┌──
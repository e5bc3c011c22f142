//! `status`: the Router's view of one request.

use routerbench_api::StatusResponse;

use crate::cli::GlobalOpts;
use crate::config::Config;
use crate::error::CliError;
use crate::output;

fn detail(status: &StatusResponse) -> String {
    let mut rows = vec![
        (
            "Request ID",
            status.request_id.clone().unwrap_or_else(|| "-".into()),
        ),
        ("Status", format!("{:?}", status.status).to_lowercase()),
        (
            "Size",
            status
                .payload_size()
                .map_or_else(|| "-".into(), output::bytes),
        ),
    ];
    if let Some(ref url) = status.download_url {
        rows.push(("Download URL", url.clone()));
    }
    if let Some(ref message) = status.error_message {
        rows.push(("Error", message.clone()));
    }
    if let Some(ts) = status.timestamps {
        rows.push(("Router latency", output::seconds(ts.router_latency())));
        rows.push(("Connector latency", output::seconds(ts.connector_latency())));
    }
    output::key_value_table(rows)
}

pub async fn handle(request_id: &str, cfg: &Config, global: &GlobalOpts) -> Result<(), CliError> {
    let client = super::client(cfg)?;
    let status = client.get_status(request_id).await?;

    let out = output::render_single(global.output_format, &status, detail)?;
    output::print_output(&out, global.quiet);
    Ok(())
}
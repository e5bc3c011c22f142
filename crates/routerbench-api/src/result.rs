//! Uniform outcome of one transfer, whatever the pattern.

use std::time::Duration;

use chrono::{DateTime, Utc};
use serde::{Deserialize, Serialize};
use strum::{Display, EnumString};

use crate::error::Error;
use crate::models::{RemoteTimestamps, RouterStatus};

/// Terminal state of a transfer.
#[derive(
    Debug, Clone, Copy, Default, PartialEq, Eq, Hash, Serialize, Deserialize, Display, EnumString,
)]
#[serde(rename_all = "lowercase")]
#[strum(serialize_all = "lowercase")]
pub enum TransferStatus {
    Completed,
    Error,
    Timeout,
    #[default]
    Pending,
}

impl From<RouterStatus> for TransferStatus {
    fn from(status: RouterStatus) -> Self {
        match status {
            RouterStatus::Completed => Self::Completed,
            RouterStatus::Error => Self::Error,
            RouterStatus::Pending | RouterStatus::Processing | RouterStatus::Unknown => {
                Self::Pending
            }
        }
    }
}

/// Data-transfer pattern exercised against the Router.
#[derive(
    Debug, Clone, Copy, PartialEq, Eq, Hash, Serialize, Deserialize, Display, EnumString,
)]
#[serde(rename_all = "lowercase")]
#[strum(serialize_all = "lowercase")]
pub enum Pattern {
    /// Pattern A: the Router assembles the dataset and returns it inline.
    Buffered,
    /// Pattern B: chunked stream terminated by an in-band marker.
    Streaming,
    /// Pattern C: polled out-of-band download URL.
    Offload,
}

impl Pattern {
    /// Round-robin pick used by mixed runs.
    pub fn from_index(index: usize) -> Self {
        match index % 3 {
            0 => Self::Buffered,
            1 => Self::Streaming,
            _ => Self::Offload,
        }
    }

    /// Short letter used in reports.
    pub fn letter(self) -> char {
        match self {
            Self::Buffered => 'A',
            Self::Streaming => 'B',
            Self::Offload => 'C',
        }
    }
}

/// What to fetch and how long the whole exchange may take.
#[derive(Debug, Clone, PartialEq, Eq)]
pub struct TransferRequest {
    /// Hardware address of the connector that holds the dataset.
    pub device_address: String,
    pub dataset_name: String,
    pub deadline: Duration,
}

impl TransferRequest {
    pub fn new(
        device_address: impl Into<String>,
        dataset_name: impl Into<String>,
        deadline: Duration,
    ) -> Self {
        Self {
            device_address: device_address.into(),
            dataset_name: dataset_name.into(),
            deadline,
        }
    }
}

/// Outcome of one [`TransferRequest`].
///
/// `sent_at` is captured before the first network call and `completed_at`
/// when the pattern judges its work finished; the pair is the sole basis for
/// TTFB. `completed_at` is never earlier than `sent_at`.
#[derive(Debug, Clone, Default, PartialEq, Serialize, Deserialize)]
pub struct TransferResult {
    /// Router-assigned identifier, empty if never assigned.
    pub request_id: String,
    pub status: TransferStatus,
    #[serde(default)]
    pub pattern: Option<Pattern>,
    #[serde(default)]
    pub payload_size: Option<u64>,
    #[serde(default)]
    pub error: Option<String>,
    #[serde(default)]
    pub timestamps: Option<RemoteTimestamps>,
    #[serde(default)]
    pub sent_at: Option<DateTime<Utc>>,
    #[serde(default)]
    pub completed_at: Option<DateTime<Utc>>,
}

impl TransferResult {
    /// Start the clock for a new exchange.
    pub fn started(pattern: Option<Pattern>) -> Self {
        Self {
            pattern,
            sent_at: Some(Utc::now()),
            ..Self::default()
        }
    }

    /// An `error` result with no timing, for failures outside any exchange.
    pub fn failed(message: impl Into<String>) -> Self {
        Self {
            status: TransferStatus::Error,
            error: Some(message.into()),
            ..Self::default()
        }
    }

    pub fn with_request_id(mut self, request_id: impl Into<String>) -> Self {
        self.request_id = request_id.into();
        self
    }

    pub fn with_timestamps(mut self, timestamps: Option<RemoteTimestamps>) -> Self {
        self.timestamps = timestamps.and_then(RemoteTimestamps::non_empty);
        self
    }

    /// Stamp `completed_at` now, clamped so it never precedes `sent_at`.
    pub fn stop_clock(&mut self) {
        let now = Utc::now();
        self.completed_at = Some(match self.sent_at {
            Some(sent) if sent > now => sent,
            _ => now,
        });
    }

    /// Terminal with the given status; stops the clock if still running.
    pub fn finish(mut self, status: TransferStatus) -> Self {
        self.status = status;
        if self.completed_at.is_none() {
            self.stop_clock();
        }
        self
    }

    /// `completed` with the payload size that was observed.
    pub fn complete(mut self, payload_size: Option<u64>) -> Self {
        self.payload_size = payload_size;
        self.finish(TransferStatus::Completed)
    }

    /// Fold an error into a terminal result: `timeout` for deadlines,
    /// `error` with the error's description otherwise.
    pub fn fail(mut self, err: &Error) -> Self {
        let status = if err.is_timeout() {
            TransferStatus::Timeout
        } else {
            TransferStatus::Error
        };
        self.error = Some(err.to_string());
        self.finish(status)
    }

    /// `timeout` with a custom message (polling windows exhausted).
    pub fn time_out(mut self, message: impl Into<String>) -> Self {
        self.error = Some(message.into());
        self.finish(TransferStatus::Timeout)
    }

    pub fn is_success(&self) -> bool {
        self.status == TransferStatus::Completed
    }

    /// Client-observed latency in seconds (`completed_at - sent_at`).
    pub fn ttfb(&self) -> Option<f64> {
        let elapsed = self.completed_at? - self.sent_at?;
        elapsed.to_std().ok().map(|d| d.as_secs_f64())
    }

    /// Bytes per second over the TTFB window, when both are known and TTFB > 0.
    pub fn throughput(&self) -> Option<f64> {
        let ttfb = self.ttfb()?;
        let size = self.payload_size?;
        (ttfb > 0.0).then(|| bytes_f64(size) / ttfb)
    }
}

#[allow(clippy::cast_precision_loss, clippy::as_conversions)]
fn bytes_f64(n: u64) -> f64 {
    n as f64
}
//! Config subcommand handlers.

use crate::cli::{ConfigArgs, ConfigCommand, GlobalOpts};
use crate::config::{self, Config};
use crate::error::CliError;
use crate::output;

pub fn handle(args: &ConfigArgs, global: &GlobalOpts) -> Result<(), CliError> {
    let path = config::active_path(global);

    match &args.command {
        // ── Show ────────────────────────────────────────────────────
        ConfigCommand::Show => {
            let cfg = config::load_with_overrides(global)?;
            let out = output::render_single(global.output_format, &cfg, |c| {
                config::render(c, &path).unwrap_or_else(|e| format!("# {e}"))
            })?;
            output::print_output(&out, global.quiet);
            Ok(())
        }

        // ── Path ────────────────────────────────────────────────────
        ConfigCommand::Path => {
            output::print_output(&path.display().to_string(), global.quiet);
            if !path.is_file() {
                output::notice("(file does not exist, defaults apply)", global.quiet);
            }
            Ok(())
        }

        // ── Init ────────────────────────────────────────────────────
        ConfigCommand::Init { force } => {
            if path.exists() && !*force {
                return Err(CliError::ConfigExists {
                    path: path.display().to_string(),
                });
            }
            config::save_config(&Config::default(), &path)?;
            tracing::info!(path = %path.display(), "config written");
            output::notice(
                &format!("{} Wrote {}", output::paint("✓", true), path.display()),
                global.quiet,
            );
            Ok(())
        }
    }
}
└──
- _EXERCISE REQUIREMENTS_:
Search the listing for the string "Buffered". Copy each line where it is found.

- _TASK SOLUTION_:
    Buffered,
            0 => Self::Buffered,
            Self::Buffered => 'A',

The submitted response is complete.